> WORK INSTRUCTION
Send back the whole listing untouched.

> DATA FOR ANALYSIS
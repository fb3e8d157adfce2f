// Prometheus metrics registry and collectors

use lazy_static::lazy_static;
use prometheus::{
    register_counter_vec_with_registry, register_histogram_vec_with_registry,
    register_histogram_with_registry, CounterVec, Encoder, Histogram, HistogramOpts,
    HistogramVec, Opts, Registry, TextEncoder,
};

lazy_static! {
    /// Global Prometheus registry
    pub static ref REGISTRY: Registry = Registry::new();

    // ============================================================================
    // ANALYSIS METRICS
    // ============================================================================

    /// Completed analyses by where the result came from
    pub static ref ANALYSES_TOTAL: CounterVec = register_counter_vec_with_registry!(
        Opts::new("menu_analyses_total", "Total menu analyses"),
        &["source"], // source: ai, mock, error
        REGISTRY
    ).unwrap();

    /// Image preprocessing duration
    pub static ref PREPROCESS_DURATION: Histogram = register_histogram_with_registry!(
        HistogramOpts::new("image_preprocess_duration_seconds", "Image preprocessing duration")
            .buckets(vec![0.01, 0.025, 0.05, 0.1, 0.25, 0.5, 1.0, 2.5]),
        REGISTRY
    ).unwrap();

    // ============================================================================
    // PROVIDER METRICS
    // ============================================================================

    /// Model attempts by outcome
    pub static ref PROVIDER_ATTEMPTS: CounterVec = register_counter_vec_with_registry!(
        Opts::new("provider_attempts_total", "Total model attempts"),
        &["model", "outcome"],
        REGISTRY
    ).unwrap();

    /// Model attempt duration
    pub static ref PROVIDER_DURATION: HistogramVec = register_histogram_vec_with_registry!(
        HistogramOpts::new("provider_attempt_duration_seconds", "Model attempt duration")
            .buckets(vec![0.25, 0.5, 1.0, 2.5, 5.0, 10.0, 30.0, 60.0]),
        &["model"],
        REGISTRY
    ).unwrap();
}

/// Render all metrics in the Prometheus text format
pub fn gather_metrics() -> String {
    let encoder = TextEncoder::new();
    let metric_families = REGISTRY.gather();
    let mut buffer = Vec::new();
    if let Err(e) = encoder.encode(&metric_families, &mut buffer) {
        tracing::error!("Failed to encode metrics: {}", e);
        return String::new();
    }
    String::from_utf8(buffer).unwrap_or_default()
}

> RESPONSE TO THE EXERCISE
repository fb3e8d157adfce2f
// Prometheus metrics registry and collectors

use lazy_static::lazy_static;
use prometheus::{
    register_counter_vec_with_registry, register_histogram_vec_with_registry,
    register_histogram_with_registry, CounterVec, Encoder, Histogram, HistogramOpts,
    HistogramVec, Opts, Registry, TextEncoder,
};

lazy_static! {
    /// Global Prometheus registry
    pub static ref REGISTRY: Registry = Registry::new();

    // ============================================================================
    // ANALYSIS METRICS
    // ============================================================================

    /// Completed analyses by where the result came from
    pub static ref ANALYSES_TOTAL: CounterVec = register_counter_vec_with_registry!(
        Opts::new("menu_analyses_total", "Total menu analyses"),
        &["source"], // source: ai, mock, error
        REGISTRY
    ).unwrap();

    /// Image preprocessing duration
    pub static ref PREPROCESS_DURATION: Histogram = register_histogram_with_registry!(
        HistogramOpts::new("image_preprocess_duration_seconds", "Image preprocessing duration")
            .buckets(vec![0.01, 0.025, 0.05, 0.1, 0.25, 0.5, 1.0, 2.5]),
        REGISTRY
    ).unwrap();

    // ============================================================================
    // PROVIDER METRICS
    // ============================================================================

    /// Model attempts by outcome
    pub static ref PROVIDER_ATTEMPTS: CounterVec = register_counter_vec_with_registry!(
        Opts::new("provider_attempts_total", "Total model attempts"),
        &["model", "outcome"],
        REGISTRY
    ).unwrap();

    /// Model attempt duration
    pub static ref PROVIDER_DURATION: HistogramVec = register_histogram_vec_with_registry!(
        HistogramOpts::new("provider_attempt_duration_seconds", "Model attempt duration")
            .buckets(vec![0.25, 0.5, 1.0, 2.5, 5.0, 10.0, 30.0, 60.0]),
        &["model"],
        REGISTRY
    ).unwrap();
}

/// Render all metrics in the Prometheus text format
pub fn gather_metrics() -> String {
    let encoder = TextEncoder::new();
    let metric_families = REGISTRY.gather();
    let mut buffer = Vec::new();
    if let Err(e) = encoder.encode(&metric_families, &mut buffer) {
        tracing::error!("Failed to encode metrics: {}", e);
        return String::new();
    }
    String::from_utf8(buffer).unwrap_or_default()
}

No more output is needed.